In Case 2b, where equipment choices are to be made for a new factory, the incumbent's advantage is not as strong as it is in a factory where equipment is already installed. The hurdle for an alternative vendor still exists, even though it is not as high as in the Case 3b situation. Price is a factor here too, and the odds of success are higher than in 3b.
This is definitely an elastic competitive situation.
In Case 3c, let's assume you bring new technology which, for purposes of this discussion, is not matched in kind by the incumbent vendor. In this case, the customer is faced with trying to objectively evaluate the benefits of the new technology. The customer will weigh the reduced expenses or eliminated costs or the productivity gains against the costs of change, including learning curve retrogression. The customer will consider equipment price and expected maintenance costs as well as the risks and rewards.
Since price is a factor, this too is an elastic situation for you.
In Case 2c the fact that this is a new plant means that there are new people, and new training, and probably less perceived risk in trying something different.. Price is still a factor in the decision if there are process alternatives.
So, results will be at least partially price dependent, and therefore, competitively elastic.
Let's summarize. If your company is not the Market leader, but is a SME supplier that is trying to sell to new entrants into semiconductor manufacturing, or if you're competing to become at least a second-source vendor to an existing manufacturer, or if you're attempting to provide a technology which will supplant an existing process or process step, your success will depend at least in part on your pricing. Therefore in those instances, your own market opportunity shows competitive demand elasticity. You can and should take that into account in making your pricing decisions as you attempt to optimize profitability.
To evaluate your own company's competitive demand elasticity, either historically or on an ongoing basis, look at your order intake rather than revenue recognition.

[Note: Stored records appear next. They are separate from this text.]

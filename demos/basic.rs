//! Basic Sofa Example
//!
//! Document, bulk and view operations against an in-process server.
//!
//! Run with: cargo run --example basic

use sofa::{BulkWriteOutcome, Client, Document, GetOptions, ViewParams};
use sofa_memory::{MemoryServer, Reduce};

#[tokio::main]
async fn main() -> Result<(), Box<dyn std::error::Error>> {
    // Initialize logging
    tracing_subscriber::fmt()
        .with_max_level(tracing::Level::INFO)
        .init();

    println!("Sofa Basic Example\n");

    let server = MemoryServer::new();
    server.register_view(
        "basic",
        "people",
        "by_city",
        |doc| match doc.get("city") {
            Some(city) => vec![(city.clone(), 1i64.into())],
            None => Vec::new(),
        },
        Some(Reduce::Count),
    );

    let client = Client::with_transport(server);

    println!("=== Documents ===\n");
    documents_example(&client).await?;

    println!("\n=== Bulk Writes ===\n");
    bulk_example(&client).await?;

    println!("\n=== Views ===\n");
    view_example(&client).await?;

    Ok(())
}

async fn documents_example(client: &Client) -> Result<(), Box<dyn std::error::Error>> {
    let info = client.server_info().await?;
    println!("Server version: {}", info.version);

    let db = client.create_database("basic").await?;

    // Insert without an id: one is generated
    let written = db
        .insert(
            Document::new()
                .field("name", "Alice")
                .field("city", "Lisbon"),
        )
        .await?;
    println!("Inserted {} at {}", written.id, written.rev);

    // Update with the current revision
    let mut doc = db.get(&written.id).await?;
    doc.set("age", 30i64);
    let updated = db.save(&doc).await?;
    println!("Updated to {}", updated.rev);

    // A stale revision is rejected
    let stale = doc.clone().revision(written.rev.clone());
    match db.save(&stale).await {
        Err(e) if e.is_conflict() => println!("Stale write rejected: {}", e),
        other => println!("Unexpected: {:?}", other),
    }

    let info = db.info().await?;
    println!("{} holds {} document(s)", info.db_name, info.doc_count);
    Ok(())
}

async fn bulk_example(client: &Client) -> Result<(), Box<dyn std::error::Error>> {
    let db = client.database("basic");

    let docs = vec![
        Document::with_id("bob").field("city", "Porto"),
        Document::with_id("carol").field("city", "Lisbon"),
        Document::with_id("bob").field("city", "Faro"),
    ];
    for (doc, outcome) in docs.iter().zip(db.bulk_write(&docs, false).await?) {
        match outcome {
            BulkWriteOutcome::Accepted { id, rev } => println!("  {} accepted ({})", id, rev),
            BulkWriteOutcome::Conflict { id } => {
                println!("  {} conflict (city {:?})", id, doc.get("city"))
            }
            BulkWriteOutcome::Rejected { id, error, reason } => {
                println!("  {} rejected: {} {}", id, error, reason)
            }
        }
    }

    // All-or-nothing turns collisions into conflicting branches
    let docs = vec![
        Document::with_id("dave").field("city", "Braga"),
        Document::with_id("dave").field("city", "Coimbra"),
    ];
    db.bulk_write(&docs, true).await?;
    let dave = db
        .get_with("dave", &GetOptions::default().conflicts(true))
        .await?;
    println!("dave has {} conflicting revision(s)", dave.conflicts.len());
    Ok(())
}

async fn view_example(client: &Client) -> Result<(), Box<dyn std::error::Error>> {
    let db = client.database("basic");

    let rows = db
        .view("people", "by_city", ViewParams::new().group(true))
        .await?;
    for (city, count) in rows.items() {
        println!("  {} -> {}", city, count);
    }

    let lisbon = db
        .map_only("people", "by_city", ViewParams::new().key("Lisbon"))
        .await?;
    println!("In Lisbon: {:?}", lisbon.ids().collect::<Vec<_>>());
    Ok(())
}
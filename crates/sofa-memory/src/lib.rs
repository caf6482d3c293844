//! Sofa Memory - In-Process Server Fake
//!
//! A [`MemoryServer`] answers protocol requests from memory and implements
//! the client's `Transport` trait, so tests and demos run without a real
//! database:
//! - Revision trees with conflict branches and tombstones
//! - `_bulk_docs` in normal and all-or-nothing mode
//! - `_changes` as normal, long-poll and continuous feeds
//! - Filters, views, list and update functions as Rust closures
//! - Fault injection and stream severing for resilience tests

pub mod changes;
pub mod design;
pub mod error;
pub mod server;
pub mod store;

pub use design::{ListReply, Reduce};
pub use error::{ServerError, ServerResult};
pub use server::{Fault, MemoryServer};
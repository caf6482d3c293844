//! Sofa Core - Document and Revision Model
//!
//! This crate provides the shared data types for the sofa client:
//! - Schema-less JSON values with insertion-ordered objects
//! - Documents with typed reserved members (`_id`, `_rev`, `_deleted`, `_conflicts`)
//! - Revision ids and their winner ordering
//! - Change events and sequence markers for the changes feed
//! - View rows and bulk write outcomes

pub mod bulk;
pub mod change;
pub mod document;
pub mod error;
pub mod revision;
pub mod value;
pub mod view;

pub use bulk::BulkWriteOutcome;
pub use change::{ChangeEvent, RevisionRef, Seq};
pub use document::{Document, DESIGN_PREFIX, LOCAL_PREFIX};
pub use error::{Error, Result};
pub use revision::Revision;
pub use value::{Fields, Number, Value};
pub use view::{ViewRow, ViewRows};
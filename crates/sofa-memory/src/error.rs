//! Server-side error responses

use sofa_protocol::Response;
use thiserror::Error;

/// An error the fake server reports as a non-2xx response
#[derive(Error, Debug, Clone, PartialEq, Eq)]
#[error("{status} {error}: {reason}")]
pub struct ServerError {
    pub status: u16,
    pub error: String,
    pub reason: String,
}

impl ServerError {
    pub fn new(status: u16, error: impl Into<String>, reason: impl Into<String>) -> Self {
        Self {
            status,
            error: error.into(),
            reason: reason.into(),
        }
    }

    pub fn bad_request(reason: impl Into<String>) -> Self {
        Self::new(400, "bad_request", reason)
    }

    pub fn not_found(reason: impl Into<String>) -> Self {
        Self::new(404, "not_found", reason)
    }

    pub fn conflict() -> Self {
        Self::new(409, "conflict", "Document update conflict.")
    }

    pub fn forbidden(reason: impl Into<String>) -> Self {
        Self::new(403, "forbidden", reason)
    }

    pub fn illegal_docid() -> Self {
        Self::new(
            400,
            "illegal_docid",
            "Only reserved document ids may start with underscore.",
        )
    }

    pub fn method_not_allowed() -> Self {
        Self::new(405, "method_not_allowed", "Only the documented methods are allowed.")
    }

    pub fn to_response(&self) -> Response {
        Response::error(self.status, &self.error, &self.reason)
    }
}

impl From<sofa_core::Error> for ServerError {
    fn from(e: sofa_core::Error) -> Self {
        match e {
            sofa_core::Error::InvalidRevision(_) => Self::bad_request("Invalid rev format"),
            other => Self::bad_request(other.to_string()),
        }
    }
}

impl From<sofa_protocol::ProtocolError> for ServerError {
    fn from(e: sofa_protocol::ProtocolError) -> Self {
        Self::bad_request(e.to_string())
    }
}

pub type ServerResult<T> = Result<T, ServerError>;
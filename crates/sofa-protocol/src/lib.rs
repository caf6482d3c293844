//! Sofa wire protocol
//!
//! Request descriptors and response bodies for a CouchDB-style HTTP/JSON API.
//!
//! ## Request Shape
//! ```text
//! <METHOD> /<db>/<doc or endpoint>?<ordered params>
//! Content-Type: application/json | application/x-www-form-urlencoded
//! ```
//!
//! ## Continuous Changes Framing
//! ```text
//! {"seq":1,"id":"a","changes":[{"rev":"1-x"}]}\n   # one change per line
//! \n                                               # heartbeat
//! {"last_seq":1}\n                                 # server timeout, stream ends
//! ```

pub mod body;
pub mod error;
pub mod parser;
pub mod request;
pub mod response;

pub use body::{
    decode_bulk_results, BulkDocsBody, BulkResultEntry, ChangesBatch, DatabaseInfo, FeedLine,
    ServerInfo, UuidList, WriteResult,
};
pub use error::{ProtocolError, ProtocolResult};
pub use parser::{ChangesParser, LineParser, MAX_LINE_SIZE};
pub use request::{Body, FeedMode, Method, Params, Request};
pub use response::{ErrorBody, Response};
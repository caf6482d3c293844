//! Revision identifiers

use crate::error::{Error, Result};
use serde::{Deserialize, Deserializer, Serialize, Serializer};
use std::cmp::Ordering;

/// A revision id of the form `<generation>-<hash>`.
///
/// The generation counts edits along one branch of a document's history; the
/// hash is an opaque content fingerprint assigned by the server. Revisions are
/// ordered by generation, then by hash, which is the order the server uses to
/// pick a deterministic winner among conflicting leaves.
#[derive(Debug, Clone, PartialEq, Eq, Hash)]
pub struct Revision {
    generation: u64,
    hash: String,
}

impl Revision {
    /// Create a revision, validating both parts
    pub fn new(generation: u64, hash: impl Into<String>) -> Result<Self> {
        let hash = hash.into();

        if generation == 0 {
            return Err(Error::InvalidRevision("generation must be positive".into()));
        }

        if hash.is_empty() || hash.chars().any(|c| c.is_whitespace()) {
            return Err(Error::InvalidRevision(format!("invalid hash: {:?}", hash)));
        }

        Ok(Self { generation, hash })
    }

    /// Parse the `<generation>-<hash>` wire form
    pub fn parse(s: &str) -> Result<Self> {
        let (generation, hash) = s
            .split_once('-')
            .ok_or_else(|| Error::InvalidRevision(s.to_string()))?;

        let generation: u64 = generation
            .parse()
            .map_err(|_| Error::InvalidRevision(s.to_string()))?;

        Self::new(generation, hash).map_err(|_| Error::InvalidRevision(s.to_string()))
    }

    pub fn generation(&self) -> u64 {
        self.generation
    }

    pub fn hash(&self) -> &str {
        &self.hash
    }

    /// The revision a successful edit on top of this one would carry
    pub fn successor(&self, hash: impl Into<String>) -> Result<Self> {
        let generation = self.generation.checked_add(1).ok_or_else(|| {
            Error::InvalidRevision(format!("generation overflow after {}", self))
        })?;
        Self::new(generation, hash)
    }
}

impl Ord for Revision {
    fn cmp(&self, other: &Self) -> Ordering {
        self.generation
            .cmp(&other.generation)
            .then_with(|| self.hash.cmp(&other.hash))
    }
}

impl PartialOrd for Revision {
    fn partial_cmp(&self, other: &Self) -> Option<Ordering> {
        Some(self.cmp(other))
    }
}

impl std::fmt::Display for Revision {
    fn fmt(&self, f: &mut std::fmt::Formatter<'_>) -> std::fmt::Result {
        write!(f, "{}-{}", self.generation, self.hash)
    }
}

impl std::str::FromStr for Revision {
    type Err = Error;

    fn from_str(s: &str) -> Result<Self> {
        Self::parse(s)
    }
}

impl Serialize for Revision {
    fn serialize<S: Serializer>(&self, serializer: S) -> std::result::Result<S::Ok, S::Error> {
        serializer.collect_str(self)
    }
}

impl<'de> Deserialize<'de> for Revision {
    fn deserialize<D: Deserializer<'de>>(deserializer: D) -> std::result::Result<Self, D::Error> {
        let s = String::deserialize(deserializer)?;
        Revision::parse(&s).map_err(serde::de::Error::custom)
    }
}
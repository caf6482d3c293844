//! Design functions: filters, views, lists and update handlers
//!
//! The server fake has no JavaScript engine; design functions are plain
//! Rust closures registered against `(database, design, name)`.

use crate::error::{ServerError, ServerResult};
use dashmap::DashMap;
use sofa_core::{Document, Number, Value, ViewRow, ViewRows};
use sofa_protocol::Params;
use std::cmp::Ordering;
use std::sync::Arc;

/// Changes filter: keep the document when it returns `true`
pub type FilterFn = Arc<dyn Fn(&Document, &Params) -> bool + Send + Sync>;

/// View map function: emitted `(key, value)` pairs for one document
pub type MapFn = Arc<dyn Fn(&Document) -> Vec<(Value, Value)> + Send + Sync>;

/// List function over the rows of a view
pub type ListFn = Arc<dyn Fn(&ViewRows, &Params) -> ListReply + Send + Sync>;

/// Update handler: receives the stored document (if any) and the form
/// fields, returns the document to store or a rejection reason
pub type UpdateFn =
    Arc<dyn Fn(Option<Document>, &Params) -> Result<Document, String> + Send + Sync>;

/// Built-in reduce functions
#[derive(Debug, Clone, Copy, PartialEq, Eq)]
pub enum Reduce {
    Count,
    Sum,
}

#[derive(Clone)]
pub struct ViewDef {
    pub map: MapFn,
    pub reduce: Option<Reduce>,
}

impl std::fmt::Debug for ViewDef {
    fn fmt(&self, f: &mut std::fmt::Formatter<'_>) -> std::fmt::Result {
        f.debug_struct("ViewDef")
            .field("reduce", &self.reduce)
            .finish_non_exhaustive()
    }
}

/// Output of a list function
#[derive(Debug, Clone, PartialEq, Eq)]
pub struct ListReply {
    pub content_type: String,
    pub body: String,
}

impl ListReply {
    pub fn new(content_type: impl Into<String>, body: impl Into<String>) -> Self {
        Self {
            content_type: content_type.into(),
            body: body.into(),
        }
    }
}
//! Sofa Transport Layer
//!
//! The client never talks to the network directly; it hands a
//! [`Request`] to a [`Transport`] and gets back either a buffered
//! [`Response`] or a streamed body:
//! - `HttpTransport`: HTTP/1.1 and HTTP/2 via reqwest (rustls)
//! - any in-process implementation, such as the test server fake

pub mod error;
pub mod http;

pub use error::{TransportError, TransportResult};
pub use http::HttpTransport;

use async_trait::async_trait;
use bytes::{Bytes, BytesMut};
use futures_util::stream::{BoxStream, StreamExt};
use sofa_protocol::{Request, Response};
use std::sync::Arc;

/// Body of a streamed response, delivered in arbitrary chunks
pub type BodyStream = BoxStream<'static, TransportResult<Bytes>>;

/// A response whose body is read incrementally
pub struct StreamingResponse {
    pub status: u16,
    pub content_type: Option<String>,
    pub body: BodyStream,
}

impl StreamingResponse {
    pub fn is_success(&self) -> bool {
        (200..300).contains(&self.status)
    }

    /// Read the remaining body into a buffered response
    pub async fn collect(mut self) -> TransportResult<Response> {
        let mut buf = BytesMut::new();
        while let Some(chunk) = self.body.next().await {
            buf.extend_from_slice(&chunk?);
        }
        Ok(Response::new(self.status, self.content_type, buf.freeze()))
    }
}

impl std::fmt::Debug for StreamingResponse {
    fn fmt(&self, f: &mut std::fmt::Formatter<'_>) -> std::fmt::Result {
        f.debug_struct("StreamingResponse")
            .field("status", &self.status)
            .field("content_type", &self.content_type)
            .finish_non_exhaustive()
    }
}

/// Executes protocol requests.
///
/// Implementations own connection management (pooling, TLS, chunked
/// decoding). A non-2xx status is a normal response, not an error.
#[async_trait]
pub trait Transport: Send + Sync + 'static {
    /// One round trip with the whole body buffered
    async fn execute(&self, request: Request) -> TransportResult<Response>;

    /// Open a request whose body is consumed as a stream.
    ///
    /// Dropping the returned body releases the connection.
    async fn open_stream(&self, request: Request) -> TransportResult<StreamingResponse>;
}

#[async_trait]
impl<T: Transport + ?Sized> Transport for Arc<T> {
    async fn execute(&self, request: Request) -> TransportResult<Response> {
        (**self).execute(request).await
    }

    async fn open_stream(&self, request: Request) -> TransportResult<StreamingResponse> {
        (**self).open_stream(request).await
    }
}
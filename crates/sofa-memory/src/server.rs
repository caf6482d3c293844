//! In-process server fake

use crate::changes::{self, ChangesQuery, LineSink, SeqStyle};
use crate::design::{self, ListReply, Reduce, Registry, RowQuery, ViewDef};
use crate::error::{ServerError, ServerResult};
use crate::store::{Store, Validator, WriteMode};
use async_trait::async_trait;
use bytes::Bytes;
use dashmap::DashMap;
use futures_util::stream::{self, StreamExt};
use parking_lot::Mutex;
use percent_encoding::percent_decode_str;
use serde_json::json;
use sofa_core::{Document, Revision, Value, ViewRow, ViewRows, DESIGN_PREFIX, LOCAL_PREFIX};
use sofa_protocol::{
    Body, DatabaseInfo, FeedMode, Method, Params, Request, Response, ServerInfo, UuidList,
};
use sofa_transport::{StreamingResponse, Transport, TransportError, TransportResult};
use std::collections::VecDeque;
use std::sync::atomic::{AtomicBool, AtomicUsize, Ordering};
use std::sync::Arc;
use tokio::sync::{broadcast, mpsc};
use tokio_util::sync::CancellationToken;
use tracing::{debug, info};

/// Version string reported by `GET /`
pub const SERVER_VERSION: &str = "3.3.3";

/// A failure to inject into upcoming requests
#[derive(Debug, Clone, PartialEq, Eq)]
pub enum Fault {
    /// Answer with this status and an `{"error":"unavailable"}` body
    Status(u16),
    /// Fail before any response, as a refused connection would
    Refuse,
}

struct Db {
    store: Arc<Mutex<Store>>,
    notify: broadcast::Sender<u64>,
}

impl Db {
    fn new() -> Self {
        let (notify, _) = broadcast::channel(1024);
        Self {
            store: Arc::new(Mutex::new(Store::new())),
            notify,
        }
    }

    fn notify(&self) {
        let seq = self.store.lock().update_seq();
        let _ = self.notify.send(seq);
    }
}

#[derive(Default)]
struct Inner {
    databases: DashMap<String, Arc<Db>>,
    registry: Registry,
    seq_style: Mutex<SeqStyle>,
    chunk_size: Mutex<Option<usize>>,
    streams: Mutex<CancellationToken>,
    active_streams: Arc<AtomicUsize>,
    lines_streamed: Arc<AtomicUsize>,
    shut_down: AtomicBool,
    faults: Mutex<VecDeque<Fault>>,
    log: Mutex<Vec<Request>>,
}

"Market" is usually described in terms of shipment value or revenue. (The SEC's Staff Accounting Bulletin 101 draws strong distinctions between shipment to a customer and revenue recognition. If you're in the SME business, you're probably familiar with that.). When you assess your "Market share", you typically compare your own revenue to the published or estimated value of Market revenue. To evaluate your own market elasticity though, you should shift conceptual gears and look at order intake rather than shipments.
The selling cycle in semiconductor capital equipment is long. Even once a product is developed and available, the evaluation and perhaps trials by prospects will occupy many months, and quarters slip by. Once the product selection choice is essentially made, the customer's internal approval process and availability of capital may take many additional months, and more quarters slip by. So, to get a correlation of order intake to pricing it will be necessary to measure results for a period at least as long as your estimated selling cycle, and ideally longer.
Once orders are in, the SME industry also tends to have long delivery lead times, which are functions of the degree of customization as well as of the current supply and demand balance. So, it usually takes quite a while before an attempt to sell SME results in revenue recognition. You'll get a better feeling for your company's own competitive market demand elasticity by looking at order intake rather than revenue.